START DATA FOR PROCESSING
pub mod images;
pub mod pricing_plans;
pub mod schedules;

use axum::{Json, extract::rejection::JsonRejection};

use super::error_responses::AppError;

/// Ids are Postgres `serial`s. Anything that is not an `i32` cannot name a stored row.
pub(crate) fn parse_record_id(raw_id: &str) -> Option<i32> {
    raw_id.trim().parse().ok()
}

pub(crate) fn decode_body<T>(body: Result<Json<T>, JsonRejection>) -> Result<T, AppError> {
    body.map(|Json(value)| value)
        .map_err(|rejection| AppError::BadRequest(rejection.body_text()))
}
END DATA FOR PROCESSING
### THE TASK:
Could you set down exactly the lines from the one containing "pub mod schedules;" through the last line of the records above, both included?

### ANSWER SPACE:
pub mod schedules;

use axum::{Json, extract::rejection::JsonRejection};

use super::error_responses::AppError;

/// Ids are Postgres `serial`s. Anything that is not an `i32` cannot name a stored row.
pub(crate) fn parse_record_id(raw_id: &str) -> Option<i32> {
    raw_id.trim().parse().ok()
}

pub(crate) fn decode_body<T>(body: Result<Json<T>, JsonRejection>) -> Result<T, AppError> {
    body.map(|Json(value)| value)
        .map_err(|rejection| AppError::BadRequest(rejection.body_text()))
}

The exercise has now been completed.